A CJ CheilJedang official stated, “There are currently no plans to sell the bio business,” emphasizing, “Strategic alternatives are being considered for CJ Feed & Care’s business restructuring, but nothing has been finalized.”

Despite these challenges, CJ CheilJedang has continued a policy of high dividends, consistently increasing payouts. Since 2022, the company has implemented quarterly dividends.

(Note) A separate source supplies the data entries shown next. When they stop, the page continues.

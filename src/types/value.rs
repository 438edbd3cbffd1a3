//! Runtime values produced and consumed by the evaluator.

use std::collections::BTreeMap;
use std::fmt::{Display, Formatter, Result as FmtResult};

use itertools::Itertools;
use serde::{Deserialize, Serialize};
use strum_macros::{AsRefStr, Display as StrumDisplay, EnumString};
use utoipa::ToSchema;

use crate::error::EvalError;
use crate::extensions::{Datetime, Decimal, Duration, IpAddr};

use super::EntityUid;

/// The intrinsic type tag of a [`Value`].
#[derive(
    Debug,
    Clone,
    Copy,
    PartialEq,
    Eq,
    Hash,
    Serialize,
    Deserialize,
    ToSchema,
    StrumDisplay,
    EnumString,
    AsRefStr,
)]
#[strum(serialize_all = "lowercase")]
#[serde(rename_all = "lowercase")]
pub enum Type {
    Bool,
    Long,
    String,
    Set,
    Record,
    Entity,
    IpAddr,
    Decimal,
    Datetime,
    Duration,
}

/// Attribute maps, used both for records and for entity attributes.
pub type Record = BTreeMap<String, Value>;

/// An unordered collection of values, duplicates removed by structural equality.
#[derive(Debug, Clone, Default, Serialize, Deserialize)]
#[serde(from = "Vec<Value>", into = "Vec<Value>")]
pub struct Set(Vec<Value>);

impl Set {
    pub fn new() -> Self {
        Self::default()
    }

    pub fn len(&self) -> usize {
        self.0.len()
    }

    pub fn is_empty(&self) -> bool {
        self.0.is_empty()
    }

    pub fn contains(&self, value: &Value) -> bool {
        self.0.contains(value)
    }

    pub fn iter(&self) -> std::slice::Iter<'_, Value> {
        self.0.iter()
    }

    /// True if every element of `self` is in `other`.
    pub fn is_subset(&self, other: &Set) -> bool {
        self.0.iter().all(|v| other.contains(v))
    }

    /// True if the two sets share at least one element.
    pub fn intersects(&self, other: &Set) -> bool {
        self.0.iter().any(|v| other.contains(v))
    }
}

impl PartialEq for Set {
    fn eq(&self, other: &Self) -> bool {
        self.len() == other.len() && self.is_subset(other)
    }
}

impl Eq for Set {}

impl FromIterator<Value> for Set {
    fn from_iter<I: IntoIterator<Item = Value>>(iter: I) -> Self {
        let mut out: Vec<Value> = Vec::new();
        for value in iter {
            if !out.contains(&value) {
                out.push(value);
            }
        }
        Set(out)
    }
}

impl From<Vec<Value>> for Set {
    fn from(values: Vec<Value>) -> Self {
        values.into_iter().collect()
    }
}

impl From<Set> for Vec<Value> {
    fn from(set: Set) -> Self {
        set.0
    }
}

impl<'a> IntoIterator for &'a Set {
    type Item = &'a Value;
    type IntoIter = std::slice::Iter<'a, Value>;

    fn into_iter(self) -> Self::IntoIter {
        self.0.iter()
    }
}

/// A value in the policy language.
///
/// Equality is structural and never crosses type tags: `Long(1)` and
/// `String("1")` are simply unequal.
#[derive(Debug, Clone, PartialEq, Eq, Serialize, Deserialize)]
pub enum Value {
    Bool(bool),
    Long(i64),
    String(String),
    Set(Set),
    Record(Record),
    Entity(EntityUid),
    IpAddr(IpAddr),
    Decimal(Decimal),
    Datetime(Datetime),
    Duration(Duration),
}

impl Value {
    pub fn type_of(&self) -> Type {
        match self {
            Value::Bool(_) => Type::Bool,
            Value::Long(_) => Type::Long,
            Value::String(_) => Type::String,
            Value::Set(_) => Type::Set,
            Value::Record(_) => Type::Record,
            Value::Entity(_) => Type::Entity,
            Value::IpAddr(_) => Type::IpAddr,
            Value::Decimal(_) => Type::Decimal,
            Value::Datetime(_) => Type::Datetime,
            Value::Duration(_) => Type::Duration,
        }
    }

    pub fn set(values: impl IntoIterator<Item = Value>) -> Self {
        Value::Set(values.into_iter().collect())
    }

    pub fn record<K: Into<String>>(pairs: impl IntoIterator<Item = (K, Value)>) -> Self {
        Value::Record(pairs.into_iter().map(|(k, v)| (k.into(), v)).collect())
    }

    pub fn as_bool(&self) -> Result<bool, EvalError> {
        match self {
            Value::Bool(b) => Ok(*b),
            other => Err(EvalError::type_mismatch([Type::Bool], other.type_of())),
        }
    }

    pub fn as_long(&self) -> Result<i64, EvalError> {
        match self {
            Value::Long(n) => Ok(*n),
            other => Err(EvalError::type_mismatch([Type::Long], other.type_of())),
        }
    }

    pub fn as_str(&self) -> Result<&str, EvalError> {
        match self {
            Value::String(s) => Ok(s),
            other => Err(EvalError::type_mismatch([Type::String], other.type_of())),
        }
    }

    pub fn as_set(&self) -> Result<&Set, EvalError> {
        match self {
            Value::Set(s) => Ok(s),
            other => Err(EvalError::type_mismatch([Type::Set], other.type_of())),
        }
    }

    pub fn as_entity(&self) -> Result<&EntityUid, EvalError> {
        match self {
            Value::Entity(uid) => Ok(uid),
            other => Err(EvalError::type_mismatch([Type::Entity], other.type_of())),
        }
    }

    pub fn as_ipaddr(&self) -> Result<&IpAddr, EvalError> {
        match self {
            Value::IpAddr(ip) => Ok(ip),
            other => Err(EvalError::type_mismatch([Type::IpAddr], other.type_of())),
        }
    }

    pub fn as_decimal(&self) -> Result<Decimal, EvalError> {
        match self {
            Value::Decimal(d) => Ok(*d),
            other => Err(EvalError::type_mismatch([Type::Decimal], other.type_of())),
        }
    }

    pub fn as_datetime(&self) -> Result<Datetime, EvalError> {
        match self {
            Value::Datetime(d) => Ok(*d),
            other => Err(EvalError::type_mismatch([Type::Datetime], other.type_of())),
        }
    }

    pub fn as_duration(&self) -> Result<Duration, EvalError> {
        match self {
            Value::Duration(d) => Ok(*d),
            other => Err(EvalError::type_mismatch([Type::Duration], other.type_of())),
        }
    }
}

impl Display for Value {
    fn fmt(&self, f: &mut Formatter<'_>) -> FmtResult {
        match self {
            Value::Bool(b) => write!(f, "{b}"),
            Value::Long(n) => write!(f, "{n}"),
            Value::String(s) => write!(f, "{s:?}"),
            Value::Set(set) => write!(f, "[{}]", set.iter().join(", ")),
            Value::Record(record) => write!(
                f,
                "{{{}}}",
                record.iter().map(|(k, v)| format!("{k:?}: {v}")).join(", ")
            ),
            Value::Entity(uid) => write!(f, "{uid}"),
            Value::IpAddr(ip) => write!(f, "ip(\"{ip}\")"),
            Value::Decimal(d) => write!(f, "decimal(\"{d}\")"),
            Value::Datetime(d) => write!(f, "datetime(\"{d}\")"),
            Value::Duration(d) => write!(f, "duration(\"{d}\")"),
        }
    }
}

impl From<bool> for Value {
    fn from(b: bool) -> Self {
        Value::Bool(b)
    }
}

impl From<i64> for Value {
    fn from(n: i64) -> Self {
        Value::Long(n)
    }
}

impl From<&str> for Value {
    fn from(s: &str) -> Self {
        Value::String(s.to_string())
    }
}

impl From<String> for Value {
    fn from(s: String) -> Self {
        Value::String(s)
    }
}

impl From<EntityUid> for Value {
    fn from(uid: EntityUid) -> Self {
        Value::Entity(uid)
    }
}

impl From<Set> for Value {
    fn from(set: Set) -> Self {
        Value::Set(set)
    }
}

impl From<Record> for Value {
    fn from(record: Record) -> Self {
        Value::Record(record)
    }
}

The payout ratio has mostly stayed around 50–55% of the annual dividend amount, but from this year, the company plans to raise this to around 75%. Further, over the next three years, CJ CheilJedang has pledged to return at least 25% of separate net income (excluding non-recurring items) to shareholders. The annual dividend will be determined by taking into account investments, financial structure, and management conditions, with an emphasis on stability.
Over the past decade, CJ CheilJedang’s total dividends have grown by an average of 12% per year. The dividend per share has tripled from KRW 2,000 in 2014 to KRW 6,000 in 2024.

Indeed, the payout ratio (consolidated basis) surged from 14.8% in 2022 to 22.9% in 2023, and 64.9% in 2024. As earnings slowed, net income (attributable to owners of the parent) plunged from KRW 595.9 billion in 2022 to KRW 148.2 billion in 2024. Yet, dividend payments rose from KRW 88.2 billion to KRW 96.2 billion.

Including CJ Logistics, total sales over the past three years were relatively flat: KRW 30.0795 trillion in 2022, KRW 29.0235 trillion in 2023, and KRW 29.0359 trillion in 2024.

CJ CheilJedang’s return on equity (ROE) declined steadily from 9.26% in 2022, to 5.55% in 2023, and 1.97% in 2024. Conversely, its price-to-earnings ratio (PER) rose from 10.46 times in 2022, to 13.75 in 2023, and 28.25 in 2024.

ROE measures how effectively a company generates profits from its own capital; a higher figure indicates greater profitability. PER indicates whether a stock is undervalued or overvalued relative to its earnings: a lower PER suggests undervaluation, while a higher figure implies overvaluation.

Based on this, it appears that CJ CheilJedang’s decade-long high dividend policy has propped up the PER, regardless of the company’s performance.

CJ CheilJedang’s retained earnings remain robust, at KRW 5.4515 trillion in 2022, KRW 5.7315 trillion in 2023, and KRW 5.7471 trillion in 2024.

Nonetheless, the share price has continued to struggle amid this low-growth phase, falling from KRW 378,500 (closing price, July 25, 2024) to KRW 249,000 on July 25, 2025—a 34.2% decline over the year.

Though long considered a prime beneficiary of value-up trends in the food sector, CJ CheilJedang failed to make the “Korea Value-Up Index” due to an excessively low ROE. Despite this, the company remains committed to its high-dividend policy.

CEO Kang Shin-ho said, “We will enhance corporate value by achieving financial results and upgrading our long-term business portfolio, while actively communicating with shareholders and expanding return policies. To strengthen market confidence, we have established a new dividend policy for the three-year period from 2024 to 2026, increasing both the payout ratio and the weight of quarterly dividends.”